##### Data for this exercise

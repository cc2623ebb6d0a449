//! Internal diagnostics for the facade and its engine bridges.
//!
//! [`ecs_debug!`] reports lifecycle events such as a logger being created.
//! [`ecs_warn!`] reports a call that an engine could not carry out. Neither
//! is an application logging API; use [`SchemaLogger`](crate::SchemaLogger)
//! for that.
//!
//! With the `internal-logs` feature they emit `tracing` events named after
//! the operation, with the calling crate as target. Under `cfg(test)` they
//! also print a line to stdout. Otherwise the arguments are evaluated and
//! dropped.
//!
//! The `cfg` checks expand in the calling crate, so crates using these
//! macros declare their own `internal-logs` feature.

#[doc(hidden)]
#[macro_export]
macro_rules! __ecs_internal_log {
    ($level:ident, $name:expr $(, $key:ident = $value:expr)*) => {{
        #[cfg(feature = "internal-logs")]
        {
            $crate::_private::$level!(
                name: $name,
                target: env!("CARGO_PKG_NAME"),
                name = $name
                $(, $key = $value)*
            );
        }

        #[cfg(test)]
        {
            println!(
                concat!("ecs_", stringify!($level), ": name={}" $(, ", ", stringify!($key), "={}")*),
                $name $(, $value)*
            );
        }

        #[cfg(all(not(feature = "internal-logs"), not(test)))]
        {
            let _ = ($name, $($value),*);
        }
    }};
}

/// Reports a lifecycle event of ecs-logger code.
///
/// Takes the operation `name` followed by optional `key = value` pairs.
///
/// ```rust
/// use ecs_logger::ecs_debug;
/// ecs_debug!(name: "Engine.Created", kind = "FieldsFirst");
/// ```
#[macro_export]
macro_rules! ecs_debug {
    (name: $name:expr $(, $key:ident = $value:expr)* $(,)?) => {
        $crate::__ecs_internal_log!(debug, $name $(, $key = $value)*)
    };
}

/// Reports a log call an engine dropped or failed.
///
/// Takes the operation `name` followed by optional `key = value` pairs.
///
/// ```rust
/// use ecs_logger::ecs_warn;
/// ecs_warn!(name: "Engine.SerializeFailed", error = "key must be a string");
/// ```
#[macro_export]
macro_rules! ecs_warn {
    (name: $name:expr $(, $key:ident = $value:expr)* $(,)?) => {
        $crate::__ecs_internal_log!(warn, $name $(, $key = $value)*)
    };
}
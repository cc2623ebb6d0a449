field_set! {
    /// The `event.*` field set: what happened, and how it is classified.
    pub struct Event {
        /// The action captured by the event, e.g. `user-password-change`.
        pub action: String,
        /// Event category, e.g. `authentication`.
        pub category: Vec<String>,
        /// Identification code for this event.
        pub code: String,
        /// Time the event was first read by an agent, RFC 3339.
        pub created: String,
        /// Name of the dataset, e.g. `apache.access`.
        pub dataset: String,
        /// Duration of the event in nanoseconds.
        pub duration: i64,
        /// Event end time, RFC 3339.
        pub end: String,
        /// Unique ID to describe the event.
        pub id: String,
        /// Time the event arrived in the central data store, RFC 3339.
        pub ingested: String,
        /// High-level kind: `alert`, `event`, `metric`, `state`, ...
        pub kind: String,
        /// Name of the module this data is coming from.
        pub module: String,
        /// `success`, `failure` or `unknown`.
        pub outcome: String,
        /// Source of the event, e.g. a log file name.
        pub provider: String,
        /// Reason why this event happened, according to the source.
        pub reason: String,
        /// Risk score or priority of the event.
        pub risk_score: f64,
        /// Sequence number of the event.
        pub sequence: i64,
        /// Numeric severity of the event.
        pub severity: i64,
        /// Event start time, RFC 3339.
        pub start: String,
        /// Time zone offset of the event, e.g. `+02:00`.
        pub timezone: String,
        /// Event type, e.g. `start`, `end`, `change`.
        pub r#type: Vec<String>,
        /// URL of documentation for this event.
        pub url: String,
    }

    /// The `error.*` field set.
    pub struct Error {
        /// Error code describing the error.
        pub code: String,
        /// Unique identifier for the error.
        pub id: String,
        /// Error message.
        pub message: String,
        /// The stack trace of this error in plain text.
        pub stack_trace: String,
        /// The type of the error, e.g. the exception class name.
        pub r#type: String,
    }

    /// The `log.*` field set.
    pub struct Log {
        /// Full path to the log file this event came from.
        pub file: LogFile,
        /// Original log level of the event, e.g. `warn`.
        pub level: String,
        /// Name of the logger inside the application.
        pub logger: String,
        /// Where in the source the event was emitted.
        pub origin: LogOrigin,
    }

    /// The `log.file.*` fields.
    pub struct LogFile {
        /// Full path to the log file.
        pub path: String,
    }

    /// The `log.origin.*` fields.
    pub struct LogOrigin {
        /// Source file of the log call.
        pub file: LogOriginFile,
        /// Function containing the log call.
        pub function: String,
    }

    /// The `log.origin.file.*` fields.
    pub struct LogOriginFile {
        /// Line number of the log call.
        pub line: u32,
        /// File name of the log call.
        pub name: String,
    }
}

##########

Without altering a single word, transcribe the entries above.

▶ **Solution to this problem**:
repository cc2623ebb6d0a449
//! Internal diagnostics for the facade and its engine bridges.
//!
//! [`ecs_debug!`] reports lifecycle events such as a logger being created.
//! [`ecs_warn!`] reports a call that an engine could not carry out. Neither
//! is an application logging API; use [`SchemaLogger`](crate::SchemaLogger)
//! for that.
//!
//! With the `internal-logs` feature they emit `tracing` events named after
//! the operation, with the calling crate as target. Under `cfg(test)` they
//! also print a line to stdout. Otherwise the arguments are evaluated and
//! dropped.
//!
//! The `cfg` checks expand in the calling crate, so crates using these
//! macros declare their own `internal-logs` feature.

#[doc(hidden)]
#[macro_export]
macro_rules! __ecs_internal_log {
    ($level:ident, $name:expr $(, $key:ident = $value:expr)*) => {{
        #[cfg(feature = "internal-logs")]
        {
            $crate::_private::$level!(
                name: $name,
                target: env!("CARGO_PKG_NAME"),
                name = $name
                $(, $key = $value)*
            );
        }

        #[cfg(test)]
        {
            println!(
                concat!("ecs_", stringify!($level), ": name={}" $(, ", ", stringify!($key), "={}")*),
                $name $(, $value)*
            );
        }

        #[cfg(all(not(feature = "internal-logs"), not(test)))]
        {
            let _ = ($name, $($value),*);
        }
    }};
}

/// Reports a lifecycle event of ecs-logger code.
///
/// Takes the operation `name` followed by optional `key = value` pairs.
///
/// ```rust
/// use ecs_logger::ecs_debug;
/// ecs_debug!(name: "Engine.Created", kind = "FieldsFirst");
/// ```
#[macro_export]
macro_rules! ecs_debug {
    (name: $name:expr $(, $key:ident = $value:expr)* $(,)?) => {
        $crate::__ecs_internal_log!(debug, $name $(, $key = $value)*)
    };
}

/// Reports a log call an engine dropped or failed.
///
/// Takes the operation `name` followed by optional `key = value` pairs.
///
/// ```rust
/// use ecs_logger::ecs_warn;
/// ecs_warn!(name: "Engine.SerializeFailed", error = "key must be a string");
/// ```
#[macro_export]
macro_rules! ecs_warn {
    (name: $name:expr $(, $key:ident = $value:expr)* $(,)?) => {
        $crate::__ecs_internal_log!(warn, $name $(, $key = $value)*)
    };
}
repository cc2623ebb6d0a449
field_set! {
    /// The `event.*` field set: what happened, and how it is classified.
    pub struct Event {
        /// The action captured by the event, e.g. `user-password-change`.
        pub action: String,
        /// Event category, e.g. `authentication`.
        pub category: Vec<String>,
        /// Identification code for this event.
        pub code: String,
        /// Time the event was first read by an agent, RFC 3339.
        pub created: String,
        /// Name of the dataset, e.g. `apache.access`.
        pub dataset: String,
        /// Duration of the event in nanoseconds.
        pub duration: i64,
        /// Event end time, RFC 3339.
        pub end: String,
        /// Unique ID to describe the event.
        pub id: String,
        /// Time the event arrived in the central data store, RFC 3339.
        pub ingested: String,
        /// High-level kind: `alert`, `event`, `metric`, `state`, ...
        pub kind: String,
        /// Name of the module this data is coming from.
        pub module: String,
        /// `success`, `failure` or `unknown`.
        pub outcome: String,
        /// Source of the event, e.g. a log file name.
        pub provider: String,
        /// Reason why this event happened, according to the source.
        pub reason: String,
        /// Risk score or priority of the event.
        pub risk_score: f64,
        /// Sequence number of the event.
        pub sequence: i64,
        /// Numeric severity of the event.
        pub severity: i64,
        /// Event start time, RFC 3339.
        pub start: String,
        /// Time zone offset of the event, e.g. `+02:00`.
        pub timezone: String,
        /// Event type, e.g. `start`, `end`, `change`.
        pub r#type: Vec<String>,
        /// URL of documentation for this event.
        pub url: String,
    }

    /// The `error.*` field set.
    pub struct Error {
        /// Error code describing the error.
        pub code: String,
        /// Unique identifier for the error.
        pub id: String,
        /// Error message.
        pub message: String,
        /// The stack trace of this error in plain text.
        pub stack_trace: String,
        /// The type of the error, e.g. the exception class name.
        pub r#type: String,
    }

    /// The `log.*` field set.
    pub struct Log {
        /// Full path to the log file this event came from.
        pub file: LogFile,
        /// Original log level of the event, e.g. `warn`.
        pub level: String,
        /// Name of the logger inside the application.
        pub logger: String,
        /// Where in the source the event was emitted.
        pub origin: LogOrigin,
    }

    /// The `log.file.*` fields.
    pub struct LogFile {
        /// Full path to the log file.
        pub path: String,
    }

    /// The `log.origin.*` fields.
    pub struct LogOrigin {
        /// Source file of the log call.
        pub file: LogOriginFile,
        /// Function containing the log call.
        pub function: String,
    }

    /// The `log.origin.file.*` fields.
    pub struct LogOriginFile {
        /// Line number of the log call.
        pub line: u32,
        /// File name of the log call.
        pub name: String,
    }
}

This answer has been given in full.